**Provided information**:
◆ ◆ ◆ ◆ ◆ ◆ ◆

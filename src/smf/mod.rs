//! # Standard MIDI File Codec
//!
//! Read and write Standard MIDI Files (SMF) as flat note lists.
//!
//! ## Sub-modules
//! - `decode` - Lenient SMF reader producing [`Note`](crate::Note)s
//! - `encode` - Format 0 SMF writer
//! - `vlq` - Variable-length quantity reader/writer shared by both
//!
//! ## Entry Points
//! - [`decode()`] - bytes to notes (never fails; see [`Decoded`])
//! - [`encode()`] - notes + tempo to bytes
//!
//! ## Example
//! ```rust
//! use midiseq::{smf, Note};
//!
//! let notes = vec![
//!     Note::new(60, 0.0, 1.0, 100),
//!     Note::new(64, 1.0, 0.5, 90),
//! ];
//!
//! let bytes = smf::encode(&notes, 120.0)?;
//! let decoded = smf::decode(&bytes);
//!
//! assert_eq!(decoded.ticks_per_beat, 480);
//! assert_eq!(decoded.notes.len(), 2);
//! # Ok::<(), midiseq::SeqError>(())
//! ```
//!
//! ## Wire Format
//!
//! ### Header chunk
//! `MThd`, length 6, format, track count, ticks per beat (all big endian).
//! The encoder always writes format 0, one track, 480 ticks per beat. The
//! decoder only reads the ticks-per-beat field and falls back to 480 when
//! the header is missing.
//!
//! ### Track chunk
//! `MTrk`, 32-bit length, then `(delta-time, event)` pairs. Delta-times are
//! variable-length quantities counted in ticks.
//!
//! ## What Is Not Round-Tripped
//! - Channel numbers (the encoder writes channel 1; the decoder ignores them)
//! - Tempo changes after the first (the decoder skips all meta-events)
//! - Muted notes (never written)
//! - Note ids (the decoder assigns new ones)
//!
//! ## Related Modules
//! - `note` - The `Note` type produced and consumed here
//! - `playback` - Plays decoded notes

mod decode;
mod encode;
mod vlq;


pub use decode::{decode, Decoded};
pub use encode::{encode, encode_track};
pub use vlq::{encode_vlq, read_vlq, write_vlq, MAX_VLQ};

/// Resolution written by the encoder.
pub const TICKS_PER_BEAT: u16 = 480;

/// Resolution assumed when a file has no usable header.
pub const DEFAULT_TICKS_PER_BEAT: u16 = 480;

/// Shortest note the decoder produces, in beats.
pub const MIN_NOTE_BEATS: f64 = 0.1;

pub(crate) const HEADER_CHUNK: &[u8; 4] = b"MThd";
pub(crate) const TRACK_CHUNK: &[u8; 4] = b"MTrk";
//! Real-time note scheduler
//!
//! The scheduler is a plain state object. It owns no timer: something else
//! (the [`Player`](super::Player) thread, or a test) calls [`Scheduler::tick`]
//! with the current time, and the scheduler works out which notes start and
//! stop at that moment.

use super::sink::NoteSink;
use super::types::{PlaybackSettings, TickOutcome, TransportState};
use crate::error::{SeqError, SinkError};
use crate::note::{max_time, Note, NoteId};
use log::{debug, trace};
use std::collections::HashMap;

/// Plays a note list against a [`NoteSink`].
///
/// # Timing
/// `now` values passed to [`start`](Self::start) and [`tick`](Self::tick) are
/// seconds on any monotonic clock. The playhead is
/// `(now - anchor) * tempo / 60` beats, where `anchor` is the `now` of
/// `start`. When looping, the anchor moves back by one loop length at each
/// wrap, so rounding never accumulates across loops.
///
/// # Voices
/// Sounding notes are tracked by [`NoteId`], with the pitch they were started
/// at. The note-off always uses that pitch, so changing the octave shift
/// mid-note cannot leave a note hanging.
///
/// # Example
/// ```rust
/// use midiseq::playback::{PlaybackSettings, RecordingSink, Scheduler};
/// use midiseq::Note;
///
/// let notes = vec![Note::new(60, 0.0, 1.0, 100)];
/// let mut scheduler = Scheduler::new(notes, PlaybackSettings::default())?;
/// let mut sink = RecordingSink::new();
///
/// scheduler.start(0.0, &mut sink)?;
/// scheduler.tick(0.25, &mut sink)?; // 120 BPM: beat 0.5
///
/// assert_eq!(sink.note_ons(), vec![60]);
/// # Ok::<(), midiseq::SeqError>(())
/// ```
#[derive(Debug, Clone)]
pub struct Scheduler {
    notes: Vec<Note>,
    settings: PlaybackSettings,
    max_time: f64,
    state: TransportState,
    anchor: f64,
    position: f64,
    voices: HashMap<NoteId, u8>,
}

impl Scheduler {
    /// Create an idle scheduler.
    ///
    /// # Errors
    /// [`SeqError::InvalidTempo`] if the tempo is not a positive, finite number.
    pub fn new(notes: Vec<Note>, settings: PlaybackSettings) -> Result<Self, SeqError> {
        if !settings.tempo_bpm.is_finite() || settings.tempo_bpm <= 0.0 {
            return Err(SeqError::InvalidTempo(settings.tempo_bpm));
        }

        Ok(Self {
            max_time: max_time(&notes),
            notes,
            settings,
            state: TransportState::Idle,
            anchor: 0.0,
            position: 0.0,
            voices: HashMap::new(),
        })
    }

    pub fn settings(&self) -> &PlaybackSettings {
        &self.settings
    }

    pub fn notes(&self) -> &[Note] {
        &self.notes
    }

    /// End of the last note, in beats.
    pub fn max_time(&self) -> f64 {
        self.max_time
    }

    pub fn state(&self) -> TransportState {
        self.state
    }

    pub fn is_running(&self) -> bool {
        self.state == TransportState::Running
    }

    /// Playhead reported by the latest tick.
    pub fn position(&self) -> f64 {
        self.position
    }

    /// Number of notes currently sounding.
    pub fn active_voices(&self) -> usize {
        self.voices.len()
    }

    /// Change the transposition for notes that start from now on.
    pub fn set_octave_shift(&mut self, octave_shift: i8) {
        self.settings.octave_shift = octave_shift;
    }

    /// Begin playback at `now`.
    ///
    /// A session that is already running is stopped first, sweep included, so
    /// nothing from it can keep sounding.
    pub fn start<S: NoteSink + ?Sized>(&mut self, now: f64, sink: &mut S) -> Result<(), SeqError> {
        if self.is_running() {
            self.stop(sink)?;
        }

        debug!(
            "Starting playback: {} notes, {:.3} beats, {} BPM, channel {}, octave {:+}, loop {}",
            self.notes.len(),
            self.max_time,
            self.settings.tempo_bpm,
            self.settings.channel,
            self.settings.octave_shift,
            self.settings.looping
        );

        self.voices.clear();
        self.anchor = now;
        self.position = 0.0;
        self.state = TransportState::Running;
        Ok(())
    }

    /// Advance to `now`.
    ///
    /// # Per Tick
    /// 1. Compute the playhead (wrapping when looping)
    /// 2. Report it through `position_update`
    /// 3. Start unmuted notes the playhead has entered, stop the ones it left
    /// 4. Without looping, stop everything once the playhead passes the end
    ///
    /// # Errors
    /// If the sink fails, the session is stopped (sweep included, best
    /// effort) and [`SeqError::PlaybackAborted`] is returned.
    pub fn tick<S: NoteSink + ?Sized>(
        &mut self,
        now: f64,
        sink: &mut S,
    ) -> Result<TickOutcome, SeqError> {
        if !self.is_running() {
            return Ok(TickOutcome::Idle);
        }

        let position = self.advance(now);
        self.position = position;

        if let Err(source) = self.dispatch(position, sink) {
            debug!("Sink failed at beat {:.3}: {}", position, source);
            let _ = self.halt(sink);
            return Err(SeqError::PlaybackAborted { position, source });
        }

        let at_end = if self.max_time <= 0.0 {
            // Nothing to play, and nothing to loop
            true
        } else {
            !self.settings.looping && position >= self.max_time
        };

        if at_end {
            debug!("Playback reached beat {:.3}, stopping", position);
            self.halt(sink)
                .map_err(|source| SeqError::PlaybackAborted { position, source })?;
            return Ok(TickOutcome::Finished);
        }

        Ok(TickOutcome::Continue)
    }

    /// Stop playback and release every pitch on the channel.
    ///
    /// Sends a note-off for each pitch 0-127 whether or not the scheduler
    /// thinks it is sounding, even when already idle.
    pub fn stop<S: NoteSink + ?Sized>(&mut self, sink: &mut S) -> Result<(), SeqError> {
        self.halt(sink).map_err(SeqError::Sink)
    }

    fn advance(&mut self, now: f64) -> f64 {
        if self.max_time <= 0.0 {
            return 0.0;
        }

        let beats_per_second = self.settings.beats_per_second();
        let mut position = ((now - self.anchor) * beats_per_second).max(0.0);

        if self.settings.looping && position >= self.max_time {
            position %= self.max_time;
            self.anchor = now - position / beats_per_second;
            trace!("Looped to beat {:.3}", position);
        }

        position
    }

    fn dispatch<S: NoteSink + ?Sized>(&mut self, position: f64, sink: &mut S) -> Result<(), SinkError> {
        sink.position_update(position)?;

        let channel = self.settings.channel;
        let shift = self.settings.octave_shift as i16 * 12;

        for note in &self.notes {
            if note.muted {
                continue;
            }

            match (note.sounds_at(position), self.voices.get(&note.id).copied()) {
                (true, None) => {
                    let adjusted = note.pitch as i16 + shift;
                    if (0..=127).contains(&adjusted) {
                        sink.note_on(adjusted as u8, note.velocity, channel)?;
                        self.voices.insert(note.id.clone(), adjusted as u8);
                    } else {
                        trace!("Skipping note {}: pitch {} out of range", note.id, adjusted);
                    }
                }
                (false, Some(pitch)) => {
                    sink.note_off(pitch, channel)?;
                    self.voices.remove(&note.id);
                }
                _ => {}
            }
        }

        Ok(())
    }

    /// Go idle and sweep. Keeps sweeping past errors, returns the first.
    fn halt<S: NoteSink + ?Sized>(&mut self, sink: &mut S) -> Result<(), SinkError> {
        self.state = TransportState::Idle;
        self.voices.clear();

        let channel = self.settings.channel;
        let mut first_error = None;
        for pitch in 0..=127u8 {
            if let Err(e) = sink.note_off(pitch, channel) {
                first_error.get_or_insert(e);
            }
        }

        match first_error {
            Some(e) => Err(e),
            None => Ok(()),
        }
    }
}
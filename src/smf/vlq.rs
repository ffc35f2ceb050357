//! Variable-length quantities
//!
//! SMF delta-times and meta/sysex lengths are stored as big-endian groups of
//! 7 bits. Every byte but the last has bit 7 set.

/// Largest value a 4-byte quantity can hold.
pub const MAX_VLQ: u32 = 0x0FFF_FFFF;

/// Append `value` to `out` as a variable-length quantity.
///
/// # Example
/// ```rust
/// use midiseq::smf::write_vlq;
///
/// let mut out = Vec::new();
/// write_vlq(480, &mut out);
/// assert_eq!(out, vec![0x83, 0x60]);
/// ```
pub fn write_vlq(value: u32, out: &mut Vec<u8>) {
    // Filled from the back: the last byte carries the low 7 bits.
    let mut buffer = [0u8; 5];
    let mut start = buffer.len() - 1;
    buffer[start] = (value & 0x7F) as u8;

    let mut rest = value >> 7;
    while rest > 0 {
        start -= 1;
        buffer[start] = (rest & 0x7F) as u8 | 0x80;
        rest >>= 7;
    }

    out.extend_from_slice(&buffer[start..]);
}

/// Encode `value` into a fresh buffer.
pub fn encode_vlq(value: u32) -> Vec<u8> {
    let mut out = Vec::with_capacity(4);
    write_vlq(value, &mut out);
    out
}

/// Read a variable-length quantity starting at `*pos`, advancing `*pos` past it.
///
/// Returns `None` if the buffer ends before a byte with bit 7 clear. Overlong
/// quantities keep only their low 32 bits.
pub fn read_vlq(bytes: &[u8], pos: &mut usize) -> Option<u32> {
    let mut value: u32 = 0;
    loop {
        let byte = *bytes.get(*pos)?;
        *pos += 1;
        value = (value << 7) | (byte & 0x7F) as u32;
        if byte & 0x80 == 0 {
            return Some(value);
        }
    }
}

#[cfg(test)]
mod tests {
    use super::*;

    #[test]
    fn test_zero_is_single_byte() {
        assert_eq!(encode_vlq(0), vec![0x00]);
    }

    #[test]
    fn test_known_encodings() {
        // Sample values from the Standard MIDI File 1.0 document
        assert_eq!(encode_vlq(0x40), vec![0x40]);
        assert_eq!(encode_vlq(0x7F), vec![0x7F]);
        assert_eq!(encode_vlq(0x80), vec![0x81, 0x00]);
        assert_eq!(encode_vlq(0x2000), vec![0xC0, 0x00]);
        assert_eq!(encode_vlq(0x3FFF), vec![0xFF, 0x7F]);
        assert_eq!(encode_vlq(0x4000), vec![0x81, 0x80, 0x00]);
        assert_eq!(encode_vlq(0x1F_FFFF), vec![0xFF, 0xFF, 0x7F]);
        assert_eq!(encode_vlq(0x20_0000), vec![0x81, 0x80, 0x80, 0x00]);
        assert_eq!(encode_vlq(MAX_VLQ), vec![0xFF, 0xFF, 0xFF, 0x7F]);
    }

    #[test]
    fn test_read_back_across_range() {
        let mut value = 0u32;
        while value <= MAX_VLQ {
            let bytes = encode_vlq(value);
            assert!(bytes.len() <= 4, "{} took {} bytes", value, bytes.len());

            let mut pos = 0;
            assert_eq!(read_vlq(&bytes, &mut pos), Some(value));
            assert_eq!(pos, bytes.len());

            value = value * 3 + 1;
        }
    }

    #[test]
    fn test_read_stops_at_final_byte() {
        let bytes = [0x81, 0x00, 0x90, 0x3C];
        let mut pos = 0;
        assert_eq!(read_vlq(&bytes, &mut pos), Some(0x80));
        assert_eq!(pos, 2);
    }

    #[test]
    fn test_read_unterminated() {
        let bytes = [0x81, 0x80];
        let mut pos = 0;
        assert_eq!(read_vlq(&bytes, &mut pos), None);
    }
}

◆ ◆ ◆ ◆ ◆ ◆ ◆

**Description of the task**: What number of lines in the data contain the word "const"? Give the number and nothing else.

**Task answer**: 6